Below are some entries. Output each one exactly as it appears.

Stored items
--------------------------------

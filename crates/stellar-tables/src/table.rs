//! Whitespace-separated column files.
//!
//! Input tables are plain text: one header row naming the columns, one row
//! per entry, fields separated by runs of whitespace, `#` starting a
//! comment. Values stay as raw strings until a typed accessor is called.

use std::collections::HashMap;
use std::fs;
use std::path::Path;

use thiserror::Error;

/// Data-validation failures while loading or consuming an input table.
///
/// These fail fast at construction time and abort processing for the
/// affected input set only; other inputs are unaffected.
#[derive(Debug, Error)]
pub enum TableError {
    /// A required column is absent from the header row.
    #[error("column '{name}' missing from the input table")]
    MissingColumn { name: String },

    /// A required column is present but holds no rows.
    #[error("column '{name}' is empty")]
    EmptyColumn { name: String },

    /// A cell could not be parsed as a number.
    #[error("column '{name}' holds non-numeric value '{value}'")]
    NotNumeric { name: String, value: String },

    /// A data row does not line up with the header.
    #[error("row {row} has {found} fields, expected {expected}")]
    RaggedRow {
        row: usize,
        found: usize,
        expected: usize,
    },

    /// The file contains no header row at all.
    #[error("no header row found")]
    NoHeader,

    /// No metallicity-tagged columns with the given prefix exist.
    #[error("no usable metallicity-tagged '{prefix}' columns in the table")]
    NoTaggedColumns { prefix: String },

    /// The reference-mass column is not strictly ascending.
    #[error("reference masses must be strictly ascending")]
    UnsortedMasses,

    #[error("failed to read table: {0}")]
    Io(#[from] std::io::Error),
}

/// An in-memory column table.
#[derive(Debug, Clone)]
pub struct DataTable {
    headers: Vec<String>,
    columns: HashMap<String, Vec<String>>,
}

impl DataTable {
    /// Reads a table from a file, validating the required columns.
    pub fn read<P: AsRef<Path>>(path: P, required: &[&str]) -> Result<Self, TableError> {
        Self::parse(&fs::read_to_string(path)?, required)
    }

    /// Parses a table from text.
    ///
    /// Every name in `required` must appear in the header row and hold at
    /// least one row of data; other columns are carried along untouched.
    ///
    /// # Errors
    /// `NoHeader`, `RaggedRow`, `MissingColumn` or `EmptyColumn`.
    pub fn parse(src: &str, required: &[&str]) -> Result<Self, TableError> {
        let mut lines = src.lines().filter_map(|line| {
            let line = line.split('#').next().unwrap_or("").trim();
            (!line.is_empty()).then_some(line)
        });

        let headers: Vec<String> = lines
            .next()
            .ok_or(TableError::NoHeader)?
            .split_whitespace()
            .map(str::to_owned)
            .collect();

        let mut columns: HashMap<String, Vec<String>> = headers
            .iter()
            .map(|name| (name.clone(), Vec::new()))
            .collect();

        for (row, line) in lines.enumerate() {
            let fields: Vec<&str> = line.split_whitespace().collect();

            if fields.len() != headers.len() {
                return Err(TableError::RaggedRow {
                    row: row + 1,
                    found: fields.len(),
                    expected: headers.len(),
                });
            }

            for (name, field) in headers.iter().zip(fields) {
                columns
                    .get_mut(name)
                    .expect("every header has a column")
                    .push(field.to_owned());
            }
        }

        let table = Self { headers, columns };

        for name in required {
            let column = table.text(name)?;

            if column.is_empty() {
                return Err(TableError::EmptyColumn {
                    name: (*name).to_owned(),
                });
            }
        }

        Ok(table)
    }

    /// Column names in file order.
    pub fn headers(&self) -> &[String] {
        &self.headers
    }

    /// Number of data rows.
    pub fn rows(&self) -> usize {
        self.headers
            .first()
            .map_or(0, |name| self.columns[name].len())
    }

    /// A column's raw string values.
    pub fn text(&self, name: &str) -> Result<&[String], TableError> {
        self.columns
            .get(name)
            .map(Vec::as_slice)
            .ok_or_else(|| TableError::MissingColumn {
                name: name.to_owned(),
            })
    }

    /// A column parsed to `f64`.
    pub fn numeric(&self, name: &str) -> Result<Vec<f64>, TableError> {
        self.text(name)?
            .iter()
            .map(|value| {
                value.parse().map_err(|_| TableError::NotNumeric {
                    name: name.to_owned(),
                    value: value.clone(),
                })
            })
            .collect()
    }
}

--------------------------------

## Solution to the exercise
filename crates/stellar-tables/src/table.rs
//! Whitespace-separated column files.
//!
//! Input tables are plain text: one header row naming the columns, one row
//! per entry, fields separated by runs of whitespace, `#` starting a
//! comment. Values stay as raw strings until a typed accessor is called.

use std::collections::HashMap;
use std::fs;
use std::path::Path;

use thiserror::Error;

/// Data-validation failures while loading or consuming an input table.
///
/// These fail fast at construction time and abort processing for the
/// affected input set only; other inputs are unaffected.
#[derive(Debug, Error)]
pub enum TableError {
    /// A required column is absent from the header row.
    #[error("column '{name}' missing from the input table")]
    MissingColumn { name: String },

    /// A required column is present but holds no rows.
    #[error("column '{name}' is empty")]
    EmptyColumn { name: String },

    /// A cell could not be parsed as a number.
    #[error("column '{name}' holds non-numeric value '{value}'")]
    NotNumeric { name: String, value: String },

    /// A data row does not line up with the header.
    #[error("row {row} has {found} fields, expected {expected}")]
    RaggedRow {
        row: usize,
        found: usize,
        expected: usize,
    },

    /// The file contains no header row at all.
    #[error("no header row found")]
    NoHeader,

    /// No metallicity-tagged columns with the given prefix exist.
    #[error("no usable metallicity-tagged '{prefix}' columns in the table")]
    NoTaggedColumns { prefix: String },

    /// The reference-mass column is not strictly ascending.
    #[error("reference masses must be strictly ascending")]
    UnsortedMasses,

    #[error("failed to read table: {0}")]
    Io(#[from] std::io::Error),
}

/// An in-memory column table.
#[derive(Debug, Clone)]
pub struct DataTable {
    headers: Vec<String>,
    columns: HashMap<String, Vec<String>>,
}

impl DataTable {
    /// Reads a table from a file, validating the required columns.
    pub fn read<P: AsRef<Path>>(path: P, required: &[&str]) -> Result<Self, TableError> {
        Self::parse(&fs::read_to_string(path)?, required)
    }

    /// Parses a table from text.
    ///
    /// Every name in `required` must appear in the header row and hold at
    /// least one row of data; other columns are carried along untouched.
    ///
    /// # Errors
    /// `NoHeader`, `RaggedRow`, `MissingColumn` or `EmptyColumn`.
    pub fn parse(src: &str, required: &[&str]) -> Result<Self, TableError> {
        let mut lines = src.lines().filter_map(|line| {
            let line = line.split('#').next().unwrap_or("").trim();
            (!line.is_empty()).then_some(line)
        });

        let headers: Vec<String> = lines
            .next()
            .ok_or(TableError::NoHeader)?
            .split_whitespace()
            .map(str::to_owned)
            .collect();

        let mut columns: HashMap<String, Vec<String>> = headers
            .iter()
            .map(|name| (name.clone(), Vec::new()))
            .collect();

        for (row, line) in lines.enumerate() {
            let fields: Vec<&str> = line.split_whitespace().collect();

            if fields.len() != headers.len() {
                return Err(TableError::RaggedRow {
                    row: row + 1,
                    found: fields.len(),
                    expected: headers.len(),
                });
            }

            for (name, field) in headers.iter().zip(fields) {
                columns
                    .get_mut(name)
                    .expect("every header has a column")
                    .push(field.to_owned());
            }
        }

        let table = Self { headers, columns };

        for name in required {
            let column = table.text(name)?;

            if column.is_empty() {
                return Err(TableError::EmptyColumn {
                    name: (*name).to_owned(),
                });
            }
        }

        Ok(table)
    }

    /// Column names in file order.
    pub fn headers(&self) -> &[String] {
        &self.headers
    }

    /// Number of data rows.
    pub fn rows(&self) -> usize {
        self.headers
            .first()
            .map_or(0, |name| self.columns[name].len())
    }

    /// A column's raw string values.
    pub fn text(&self, name: &str) -> Result<&[String], TableError> {
        self.columns
            .get(name)
            .map(Vec::as_slice)
            .ok_or_else(|| TableError::MissingColumn {
                name: name.to_owned(),
            })
    }

    /// A column parsed to `f64`.
    pub fn numeric(&self, name: &str) -> Result<Vec<f64>, TableError> {
        self.text(name)?
            .iter()
            .map(|value| {
                value.parse().map_err(|_| TableError::NotNumeric {
                    name: name.to_owned(),
                    value: value.clone(),
                })
            })
            .collect()
    }
}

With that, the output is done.